WHAT THE EXERCISE ASKS
Within the entries below, every line containing "crates" is to be copied.

===== DATA =====

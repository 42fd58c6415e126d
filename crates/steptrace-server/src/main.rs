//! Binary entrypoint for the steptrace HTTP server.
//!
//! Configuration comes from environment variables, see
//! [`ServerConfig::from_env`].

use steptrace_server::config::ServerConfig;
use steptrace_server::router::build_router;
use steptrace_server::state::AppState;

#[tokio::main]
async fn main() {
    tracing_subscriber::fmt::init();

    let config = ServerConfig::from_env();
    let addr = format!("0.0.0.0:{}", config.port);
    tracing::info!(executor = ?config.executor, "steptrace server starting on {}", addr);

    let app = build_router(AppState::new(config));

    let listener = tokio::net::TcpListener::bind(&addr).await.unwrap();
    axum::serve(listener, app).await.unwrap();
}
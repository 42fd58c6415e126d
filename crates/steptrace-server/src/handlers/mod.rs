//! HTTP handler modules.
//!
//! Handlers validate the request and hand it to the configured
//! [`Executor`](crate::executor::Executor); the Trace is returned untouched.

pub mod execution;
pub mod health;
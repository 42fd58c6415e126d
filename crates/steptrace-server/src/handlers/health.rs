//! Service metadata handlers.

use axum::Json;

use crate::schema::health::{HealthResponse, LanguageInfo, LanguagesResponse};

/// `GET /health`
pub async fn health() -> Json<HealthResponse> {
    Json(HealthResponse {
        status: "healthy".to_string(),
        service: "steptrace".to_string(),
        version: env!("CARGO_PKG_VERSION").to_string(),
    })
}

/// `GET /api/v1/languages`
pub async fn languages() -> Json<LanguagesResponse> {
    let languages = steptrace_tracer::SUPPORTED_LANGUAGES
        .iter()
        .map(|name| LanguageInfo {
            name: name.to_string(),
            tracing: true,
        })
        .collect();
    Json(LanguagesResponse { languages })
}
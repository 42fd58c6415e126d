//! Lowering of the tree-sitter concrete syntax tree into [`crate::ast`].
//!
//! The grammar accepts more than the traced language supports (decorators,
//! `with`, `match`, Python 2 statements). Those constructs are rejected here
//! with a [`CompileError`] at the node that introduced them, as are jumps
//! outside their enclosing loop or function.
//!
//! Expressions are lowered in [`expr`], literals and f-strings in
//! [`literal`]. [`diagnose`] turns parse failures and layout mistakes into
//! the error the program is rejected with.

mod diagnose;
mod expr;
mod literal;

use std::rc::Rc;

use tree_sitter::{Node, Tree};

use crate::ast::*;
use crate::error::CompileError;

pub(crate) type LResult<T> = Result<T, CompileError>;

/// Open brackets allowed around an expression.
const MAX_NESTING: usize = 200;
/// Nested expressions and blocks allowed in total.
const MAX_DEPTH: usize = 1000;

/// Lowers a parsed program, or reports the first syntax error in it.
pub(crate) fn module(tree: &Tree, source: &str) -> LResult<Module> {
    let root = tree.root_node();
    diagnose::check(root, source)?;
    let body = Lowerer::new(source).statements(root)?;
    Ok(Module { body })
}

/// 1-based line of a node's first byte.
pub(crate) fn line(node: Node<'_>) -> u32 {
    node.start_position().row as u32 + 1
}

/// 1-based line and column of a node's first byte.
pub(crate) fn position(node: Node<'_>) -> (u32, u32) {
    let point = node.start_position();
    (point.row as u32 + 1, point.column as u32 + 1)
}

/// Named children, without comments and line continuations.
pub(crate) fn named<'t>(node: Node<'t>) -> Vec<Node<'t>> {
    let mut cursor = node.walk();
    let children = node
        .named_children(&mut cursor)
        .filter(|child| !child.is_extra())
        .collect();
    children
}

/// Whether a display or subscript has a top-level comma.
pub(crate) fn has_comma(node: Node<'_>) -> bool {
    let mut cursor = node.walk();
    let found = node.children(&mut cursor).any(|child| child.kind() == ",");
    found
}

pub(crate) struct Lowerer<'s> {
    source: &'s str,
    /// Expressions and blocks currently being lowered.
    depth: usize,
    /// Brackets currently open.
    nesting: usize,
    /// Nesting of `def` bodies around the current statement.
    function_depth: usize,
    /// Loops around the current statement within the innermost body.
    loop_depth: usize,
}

=====
===== DATA =====

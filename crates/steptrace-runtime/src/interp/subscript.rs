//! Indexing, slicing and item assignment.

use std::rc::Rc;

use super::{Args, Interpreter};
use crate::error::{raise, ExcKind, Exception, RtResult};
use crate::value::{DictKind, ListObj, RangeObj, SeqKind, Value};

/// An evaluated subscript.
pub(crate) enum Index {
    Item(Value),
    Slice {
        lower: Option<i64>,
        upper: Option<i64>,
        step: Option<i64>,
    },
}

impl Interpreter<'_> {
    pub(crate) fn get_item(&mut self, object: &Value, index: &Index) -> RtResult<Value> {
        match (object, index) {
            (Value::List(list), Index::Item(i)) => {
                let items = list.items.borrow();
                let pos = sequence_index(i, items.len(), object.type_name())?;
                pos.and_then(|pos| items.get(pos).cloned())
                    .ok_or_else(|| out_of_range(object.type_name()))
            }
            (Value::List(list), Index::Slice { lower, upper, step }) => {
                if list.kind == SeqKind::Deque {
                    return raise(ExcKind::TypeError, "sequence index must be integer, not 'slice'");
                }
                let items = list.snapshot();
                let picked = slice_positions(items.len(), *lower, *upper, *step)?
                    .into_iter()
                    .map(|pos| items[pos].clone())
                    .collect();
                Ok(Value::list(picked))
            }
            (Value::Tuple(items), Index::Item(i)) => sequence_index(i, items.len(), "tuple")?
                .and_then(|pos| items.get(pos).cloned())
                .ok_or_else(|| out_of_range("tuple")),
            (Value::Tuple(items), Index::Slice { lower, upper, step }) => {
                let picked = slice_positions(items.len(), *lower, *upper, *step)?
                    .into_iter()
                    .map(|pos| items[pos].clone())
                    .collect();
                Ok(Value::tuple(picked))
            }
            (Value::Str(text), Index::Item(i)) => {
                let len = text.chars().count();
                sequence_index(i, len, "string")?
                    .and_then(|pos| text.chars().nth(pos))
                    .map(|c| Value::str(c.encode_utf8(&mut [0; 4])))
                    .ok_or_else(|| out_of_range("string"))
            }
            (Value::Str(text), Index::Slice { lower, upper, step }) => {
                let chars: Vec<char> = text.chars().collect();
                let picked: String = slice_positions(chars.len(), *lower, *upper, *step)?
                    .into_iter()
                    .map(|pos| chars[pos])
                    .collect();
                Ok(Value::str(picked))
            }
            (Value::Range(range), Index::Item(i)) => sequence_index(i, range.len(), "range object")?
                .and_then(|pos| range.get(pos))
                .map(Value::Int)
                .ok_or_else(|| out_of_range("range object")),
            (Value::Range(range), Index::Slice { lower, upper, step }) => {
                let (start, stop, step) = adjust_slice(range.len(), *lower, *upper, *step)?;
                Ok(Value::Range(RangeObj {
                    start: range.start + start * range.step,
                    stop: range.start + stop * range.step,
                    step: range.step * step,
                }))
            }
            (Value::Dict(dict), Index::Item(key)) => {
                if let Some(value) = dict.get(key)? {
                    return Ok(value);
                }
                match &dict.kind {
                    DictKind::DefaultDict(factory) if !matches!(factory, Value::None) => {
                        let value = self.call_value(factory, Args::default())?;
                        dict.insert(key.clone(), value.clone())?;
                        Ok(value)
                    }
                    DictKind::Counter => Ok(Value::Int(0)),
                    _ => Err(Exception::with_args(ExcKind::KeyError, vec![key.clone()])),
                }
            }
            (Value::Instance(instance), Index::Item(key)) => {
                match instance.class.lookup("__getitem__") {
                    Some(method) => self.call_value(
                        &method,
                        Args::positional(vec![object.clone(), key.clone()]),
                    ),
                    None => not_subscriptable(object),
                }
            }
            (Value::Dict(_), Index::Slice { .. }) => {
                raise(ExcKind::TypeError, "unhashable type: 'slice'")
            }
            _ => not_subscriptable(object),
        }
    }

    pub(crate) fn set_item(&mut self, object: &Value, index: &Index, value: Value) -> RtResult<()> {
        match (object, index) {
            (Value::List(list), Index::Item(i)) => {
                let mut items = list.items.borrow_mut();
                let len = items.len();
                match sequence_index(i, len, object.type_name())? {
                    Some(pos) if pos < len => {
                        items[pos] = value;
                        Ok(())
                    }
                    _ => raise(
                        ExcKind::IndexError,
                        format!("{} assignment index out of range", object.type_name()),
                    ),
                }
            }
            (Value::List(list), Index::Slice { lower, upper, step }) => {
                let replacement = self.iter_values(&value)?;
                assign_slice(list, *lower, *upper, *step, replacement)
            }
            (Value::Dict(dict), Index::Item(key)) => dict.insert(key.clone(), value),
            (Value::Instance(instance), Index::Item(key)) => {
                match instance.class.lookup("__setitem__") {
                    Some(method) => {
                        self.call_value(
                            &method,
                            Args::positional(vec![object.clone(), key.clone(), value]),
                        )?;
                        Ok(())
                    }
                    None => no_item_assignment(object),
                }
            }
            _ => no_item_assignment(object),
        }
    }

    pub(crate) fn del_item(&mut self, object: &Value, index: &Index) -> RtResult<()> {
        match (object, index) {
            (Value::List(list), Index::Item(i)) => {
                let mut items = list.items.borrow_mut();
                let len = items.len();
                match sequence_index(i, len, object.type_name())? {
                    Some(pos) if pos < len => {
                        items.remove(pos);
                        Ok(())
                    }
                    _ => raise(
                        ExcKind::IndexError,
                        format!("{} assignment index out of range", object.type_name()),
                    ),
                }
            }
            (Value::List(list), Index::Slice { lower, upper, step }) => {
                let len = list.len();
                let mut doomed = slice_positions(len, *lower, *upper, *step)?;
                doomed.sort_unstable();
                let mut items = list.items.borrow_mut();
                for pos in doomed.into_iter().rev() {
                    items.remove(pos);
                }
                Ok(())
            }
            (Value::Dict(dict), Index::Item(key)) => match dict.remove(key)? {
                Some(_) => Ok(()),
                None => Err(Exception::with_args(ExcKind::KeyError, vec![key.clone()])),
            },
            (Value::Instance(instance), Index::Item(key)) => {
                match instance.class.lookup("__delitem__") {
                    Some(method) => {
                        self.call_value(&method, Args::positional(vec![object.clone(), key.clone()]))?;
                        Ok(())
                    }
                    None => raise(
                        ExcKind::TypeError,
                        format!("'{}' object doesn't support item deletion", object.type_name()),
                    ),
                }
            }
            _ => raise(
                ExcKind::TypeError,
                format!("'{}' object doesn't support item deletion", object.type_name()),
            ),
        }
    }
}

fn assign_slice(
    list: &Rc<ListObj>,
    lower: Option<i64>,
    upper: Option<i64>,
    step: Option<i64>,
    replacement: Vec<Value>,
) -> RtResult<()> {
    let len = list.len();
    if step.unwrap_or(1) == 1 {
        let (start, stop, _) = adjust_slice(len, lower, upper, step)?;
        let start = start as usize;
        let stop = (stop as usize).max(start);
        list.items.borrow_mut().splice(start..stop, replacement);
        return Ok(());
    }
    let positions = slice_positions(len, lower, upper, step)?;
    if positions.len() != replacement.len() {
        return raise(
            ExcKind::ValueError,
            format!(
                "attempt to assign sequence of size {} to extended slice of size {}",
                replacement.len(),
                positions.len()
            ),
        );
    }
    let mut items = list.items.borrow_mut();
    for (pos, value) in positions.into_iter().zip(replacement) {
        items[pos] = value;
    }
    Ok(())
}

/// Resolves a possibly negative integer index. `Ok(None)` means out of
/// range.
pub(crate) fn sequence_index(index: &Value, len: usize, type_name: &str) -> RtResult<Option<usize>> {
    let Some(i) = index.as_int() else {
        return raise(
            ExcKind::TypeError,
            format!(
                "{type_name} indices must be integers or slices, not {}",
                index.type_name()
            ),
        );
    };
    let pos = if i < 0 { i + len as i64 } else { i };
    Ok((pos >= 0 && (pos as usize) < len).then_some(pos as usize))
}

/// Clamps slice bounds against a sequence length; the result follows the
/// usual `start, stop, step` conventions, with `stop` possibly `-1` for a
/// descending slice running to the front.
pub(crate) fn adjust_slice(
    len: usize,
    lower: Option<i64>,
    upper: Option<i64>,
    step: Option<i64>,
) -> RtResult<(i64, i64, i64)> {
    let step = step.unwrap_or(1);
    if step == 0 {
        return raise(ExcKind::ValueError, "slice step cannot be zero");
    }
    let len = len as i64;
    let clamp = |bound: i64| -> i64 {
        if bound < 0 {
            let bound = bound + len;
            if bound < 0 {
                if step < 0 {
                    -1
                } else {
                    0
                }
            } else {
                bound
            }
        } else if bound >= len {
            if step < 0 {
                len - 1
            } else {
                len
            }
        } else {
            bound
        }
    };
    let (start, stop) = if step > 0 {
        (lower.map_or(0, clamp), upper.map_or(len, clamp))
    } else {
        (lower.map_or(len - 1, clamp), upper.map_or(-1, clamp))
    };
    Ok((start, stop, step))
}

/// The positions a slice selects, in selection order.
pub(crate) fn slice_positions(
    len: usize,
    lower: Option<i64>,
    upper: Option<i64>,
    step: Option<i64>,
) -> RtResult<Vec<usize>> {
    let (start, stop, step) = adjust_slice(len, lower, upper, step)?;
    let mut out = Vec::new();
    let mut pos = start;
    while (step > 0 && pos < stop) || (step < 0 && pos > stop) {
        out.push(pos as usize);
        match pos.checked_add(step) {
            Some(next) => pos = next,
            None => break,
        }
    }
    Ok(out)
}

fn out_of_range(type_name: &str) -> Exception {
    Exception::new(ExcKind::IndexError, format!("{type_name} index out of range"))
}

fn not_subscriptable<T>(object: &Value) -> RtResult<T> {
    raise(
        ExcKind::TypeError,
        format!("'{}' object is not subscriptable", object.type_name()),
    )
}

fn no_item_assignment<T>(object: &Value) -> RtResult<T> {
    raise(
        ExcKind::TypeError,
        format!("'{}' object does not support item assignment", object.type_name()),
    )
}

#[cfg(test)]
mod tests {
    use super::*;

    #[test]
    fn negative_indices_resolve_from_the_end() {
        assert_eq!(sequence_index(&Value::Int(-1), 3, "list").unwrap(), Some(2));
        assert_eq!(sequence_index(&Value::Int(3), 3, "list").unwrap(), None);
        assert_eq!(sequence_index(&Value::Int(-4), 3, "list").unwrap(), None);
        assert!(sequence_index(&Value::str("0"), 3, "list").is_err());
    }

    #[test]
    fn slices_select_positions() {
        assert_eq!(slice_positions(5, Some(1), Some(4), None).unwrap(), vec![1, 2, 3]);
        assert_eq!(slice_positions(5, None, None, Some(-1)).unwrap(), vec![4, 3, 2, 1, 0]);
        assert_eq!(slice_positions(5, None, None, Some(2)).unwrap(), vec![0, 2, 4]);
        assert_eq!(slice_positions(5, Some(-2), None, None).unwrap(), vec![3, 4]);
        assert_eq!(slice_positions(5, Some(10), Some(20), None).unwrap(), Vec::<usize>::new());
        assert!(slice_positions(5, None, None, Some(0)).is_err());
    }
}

=====

TASK SOLUTION
filename crates/steptrace-server/src/main.rs
filename crates/steptrace-server/src/handlers/mod.rs
filename crates/steptrace-server/src/handlers/health.rs
filename crates/steptrace-runtime/src/interp/subscript.rs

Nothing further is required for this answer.